• [Required action] Here the job is to return only the lines of the material, exactly, from the first one to the line with "rendering a chart.".

• [Input data]
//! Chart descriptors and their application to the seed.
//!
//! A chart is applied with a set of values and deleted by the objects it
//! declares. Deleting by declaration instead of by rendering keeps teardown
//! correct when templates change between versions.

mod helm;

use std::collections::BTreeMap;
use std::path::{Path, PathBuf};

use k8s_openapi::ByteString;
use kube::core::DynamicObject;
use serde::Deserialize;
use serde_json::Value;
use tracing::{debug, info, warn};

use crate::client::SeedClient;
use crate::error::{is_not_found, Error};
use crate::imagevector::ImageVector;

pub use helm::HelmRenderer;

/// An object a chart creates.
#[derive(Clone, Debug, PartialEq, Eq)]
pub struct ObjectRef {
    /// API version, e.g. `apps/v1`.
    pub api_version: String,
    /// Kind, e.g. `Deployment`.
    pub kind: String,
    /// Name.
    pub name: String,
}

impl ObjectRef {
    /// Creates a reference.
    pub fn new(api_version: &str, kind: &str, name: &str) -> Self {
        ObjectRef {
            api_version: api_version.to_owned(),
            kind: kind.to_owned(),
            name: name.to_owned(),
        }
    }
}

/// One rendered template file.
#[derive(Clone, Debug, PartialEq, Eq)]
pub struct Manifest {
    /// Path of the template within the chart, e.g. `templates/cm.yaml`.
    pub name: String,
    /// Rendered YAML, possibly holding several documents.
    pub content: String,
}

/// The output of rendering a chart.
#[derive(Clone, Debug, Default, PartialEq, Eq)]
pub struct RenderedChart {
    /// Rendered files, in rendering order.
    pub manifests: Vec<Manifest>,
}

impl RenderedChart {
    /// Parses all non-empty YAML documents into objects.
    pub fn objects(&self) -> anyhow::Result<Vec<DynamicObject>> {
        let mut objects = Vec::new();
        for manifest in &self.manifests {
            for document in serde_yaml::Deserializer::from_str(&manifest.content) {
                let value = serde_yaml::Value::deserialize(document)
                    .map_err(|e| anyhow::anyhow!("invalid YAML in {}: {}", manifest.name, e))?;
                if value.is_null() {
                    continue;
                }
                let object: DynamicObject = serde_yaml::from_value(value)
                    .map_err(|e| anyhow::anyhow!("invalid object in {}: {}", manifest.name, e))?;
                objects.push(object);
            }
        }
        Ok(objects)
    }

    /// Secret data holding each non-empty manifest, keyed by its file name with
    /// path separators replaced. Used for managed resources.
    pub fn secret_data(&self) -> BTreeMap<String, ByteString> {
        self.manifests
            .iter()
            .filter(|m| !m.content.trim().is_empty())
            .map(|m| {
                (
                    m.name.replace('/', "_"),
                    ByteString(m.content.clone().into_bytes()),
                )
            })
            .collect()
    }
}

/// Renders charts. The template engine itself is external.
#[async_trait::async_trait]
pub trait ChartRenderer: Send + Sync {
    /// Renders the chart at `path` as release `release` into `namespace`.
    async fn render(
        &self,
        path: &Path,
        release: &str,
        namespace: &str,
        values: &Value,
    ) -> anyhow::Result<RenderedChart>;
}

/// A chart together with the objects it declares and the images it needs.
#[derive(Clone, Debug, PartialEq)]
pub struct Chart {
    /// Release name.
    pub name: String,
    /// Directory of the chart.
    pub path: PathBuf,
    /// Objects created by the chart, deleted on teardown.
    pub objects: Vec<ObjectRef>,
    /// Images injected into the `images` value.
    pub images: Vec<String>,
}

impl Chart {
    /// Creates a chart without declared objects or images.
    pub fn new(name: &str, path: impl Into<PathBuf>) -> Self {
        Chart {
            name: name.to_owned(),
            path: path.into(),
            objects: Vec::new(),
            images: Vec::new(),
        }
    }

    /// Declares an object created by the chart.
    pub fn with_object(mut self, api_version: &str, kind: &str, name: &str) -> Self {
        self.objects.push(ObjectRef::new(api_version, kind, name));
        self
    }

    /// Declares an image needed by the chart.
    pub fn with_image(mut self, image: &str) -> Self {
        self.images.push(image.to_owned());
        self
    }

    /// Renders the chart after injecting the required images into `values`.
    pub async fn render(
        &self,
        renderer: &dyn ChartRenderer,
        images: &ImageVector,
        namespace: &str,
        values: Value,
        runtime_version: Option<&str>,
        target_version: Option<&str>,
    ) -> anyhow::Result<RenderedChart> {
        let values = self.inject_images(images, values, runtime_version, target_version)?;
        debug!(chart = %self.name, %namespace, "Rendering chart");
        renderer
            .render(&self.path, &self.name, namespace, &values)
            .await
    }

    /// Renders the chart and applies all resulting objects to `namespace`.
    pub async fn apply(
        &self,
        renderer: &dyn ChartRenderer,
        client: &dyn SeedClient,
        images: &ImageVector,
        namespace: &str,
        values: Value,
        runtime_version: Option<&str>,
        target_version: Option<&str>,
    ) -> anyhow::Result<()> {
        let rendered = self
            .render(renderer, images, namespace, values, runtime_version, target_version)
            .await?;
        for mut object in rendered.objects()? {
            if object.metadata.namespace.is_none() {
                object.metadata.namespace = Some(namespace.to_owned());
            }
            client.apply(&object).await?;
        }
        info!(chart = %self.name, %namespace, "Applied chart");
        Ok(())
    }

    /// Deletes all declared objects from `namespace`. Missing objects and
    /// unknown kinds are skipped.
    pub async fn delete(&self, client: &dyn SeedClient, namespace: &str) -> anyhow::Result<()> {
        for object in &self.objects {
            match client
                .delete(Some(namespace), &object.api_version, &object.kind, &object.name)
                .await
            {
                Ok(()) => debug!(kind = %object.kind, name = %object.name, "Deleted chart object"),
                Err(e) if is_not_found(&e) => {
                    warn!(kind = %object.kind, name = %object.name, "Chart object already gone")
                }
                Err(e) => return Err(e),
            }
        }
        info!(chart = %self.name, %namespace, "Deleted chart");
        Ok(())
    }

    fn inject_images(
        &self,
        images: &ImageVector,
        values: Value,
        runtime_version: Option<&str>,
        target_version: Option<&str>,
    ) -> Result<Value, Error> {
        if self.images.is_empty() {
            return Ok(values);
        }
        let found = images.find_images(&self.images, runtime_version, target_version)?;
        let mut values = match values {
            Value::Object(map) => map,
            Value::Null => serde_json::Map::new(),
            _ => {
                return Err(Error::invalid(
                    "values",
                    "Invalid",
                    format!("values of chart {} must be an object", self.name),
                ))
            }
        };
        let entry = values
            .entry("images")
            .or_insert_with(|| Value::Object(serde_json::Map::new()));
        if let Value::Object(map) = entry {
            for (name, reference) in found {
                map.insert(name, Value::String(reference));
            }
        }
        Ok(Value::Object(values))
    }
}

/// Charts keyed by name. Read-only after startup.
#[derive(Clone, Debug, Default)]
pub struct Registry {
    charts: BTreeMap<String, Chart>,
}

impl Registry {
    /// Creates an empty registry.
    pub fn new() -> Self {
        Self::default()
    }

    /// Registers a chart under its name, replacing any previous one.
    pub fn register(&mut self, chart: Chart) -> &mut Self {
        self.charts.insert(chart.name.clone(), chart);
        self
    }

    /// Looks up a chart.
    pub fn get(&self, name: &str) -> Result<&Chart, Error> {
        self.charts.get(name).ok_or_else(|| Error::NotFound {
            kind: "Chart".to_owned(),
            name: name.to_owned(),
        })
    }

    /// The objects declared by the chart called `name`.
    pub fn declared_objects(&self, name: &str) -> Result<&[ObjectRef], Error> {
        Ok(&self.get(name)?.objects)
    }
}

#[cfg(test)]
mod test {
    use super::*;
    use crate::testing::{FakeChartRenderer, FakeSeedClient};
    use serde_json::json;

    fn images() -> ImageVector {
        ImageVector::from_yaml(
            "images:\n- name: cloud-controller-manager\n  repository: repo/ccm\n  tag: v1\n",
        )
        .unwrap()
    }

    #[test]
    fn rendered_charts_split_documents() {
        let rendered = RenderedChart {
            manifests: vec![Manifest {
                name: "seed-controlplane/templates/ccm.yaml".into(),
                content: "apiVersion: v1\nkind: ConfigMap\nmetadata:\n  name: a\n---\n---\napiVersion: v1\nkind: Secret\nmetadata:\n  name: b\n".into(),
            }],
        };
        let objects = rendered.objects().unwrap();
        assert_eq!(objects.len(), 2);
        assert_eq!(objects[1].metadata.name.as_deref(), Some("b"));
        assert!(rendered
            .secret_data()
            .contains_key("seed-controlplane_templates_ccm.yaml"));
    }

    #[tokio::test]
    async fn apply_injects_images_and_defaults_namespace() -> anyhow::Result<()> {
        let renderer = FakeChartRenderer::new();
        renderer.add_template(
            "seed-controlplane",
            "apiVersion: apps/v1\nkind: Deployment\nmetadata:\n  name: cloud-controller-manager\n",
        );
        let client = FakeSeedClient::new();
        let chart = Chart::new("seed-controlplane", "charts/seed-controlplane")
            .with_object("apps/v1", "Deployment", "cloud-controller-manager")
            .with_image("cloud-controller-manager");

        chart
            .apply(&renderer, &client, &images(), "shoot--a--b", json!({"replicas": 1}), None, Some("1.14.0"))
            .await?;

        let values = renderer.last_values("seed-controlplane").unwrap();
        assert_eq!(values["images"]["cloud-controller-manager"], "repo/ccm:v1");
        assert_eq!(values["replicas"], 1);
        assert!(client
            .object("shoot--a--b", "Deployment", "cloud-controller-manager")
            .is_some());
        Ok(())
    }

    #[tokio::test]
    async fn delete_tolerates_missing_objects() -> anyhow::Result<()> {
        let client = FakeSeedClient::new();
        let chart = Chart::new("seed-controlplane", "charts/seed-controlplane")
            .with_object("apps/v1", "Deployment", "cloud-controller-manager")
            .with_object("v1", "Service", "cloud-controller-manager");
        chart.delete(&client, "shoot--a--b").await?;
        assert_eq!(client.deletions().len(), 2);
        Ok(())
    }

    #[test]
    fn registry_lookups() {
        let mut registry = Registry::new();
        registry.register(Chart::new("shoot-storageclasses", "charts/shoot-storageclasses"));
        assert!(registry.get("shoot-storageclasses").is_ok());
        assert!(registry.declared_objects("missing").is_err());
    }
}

• [Your solution]
//! Chart descriptors and their application to the seed.
//!
//! A chart is applied with a set of values and deleted by the objects it
//! declares. Deleting by declaration instead of by rendering keeps teardown
//! correct when templates change between versions.

mod helm;

use std::collections::BTreeMap;
use std::path::{Path, PathBuf};

use k8s_openapi::ByteString;
use kube::core::DynamicObject;
use serde::Deserialize;
use serde_json::Value;
use tracing::{debug, info, warn};

use crate::client::SeedClient;
use crate::error::{is_not_found, Error};
use crate::imagevector::ImageVector;

pub use helm::HelmRenderer;

/// An object a chart creates.
#[derive(Clone, Debug, PartialEq, Eq)]
pub struct ObjectRef {
    /// API version, e.g. `apps/v1`.
    pub api_version: String,
    /// Kind, e.g. `Deployment`.
    pub kind: String,
    /// Name.
    pub name: String,
}

impl ObjectRef {
    /// Creates a reference.
    pub fn new(api_version: &str, kind: &str, name: &str) -> Self {
        ObjectRef {
            api_version: api_version.to_owned(),
            kind: kind.to_owned(),
            name: name.to_owned(),
        }
    }
}

/// One rendered template file.
#[derive(Clone, Debug, PartialEq, Eq)]
pub struct Manifest {
    /// Path of the template within the chart, e.g. `templates/cm.yaml`.
    pub name: String,
    /// Rendered YAML, possibly holding several documents.
    pub content: String,
}

/// The output of rendering a chart.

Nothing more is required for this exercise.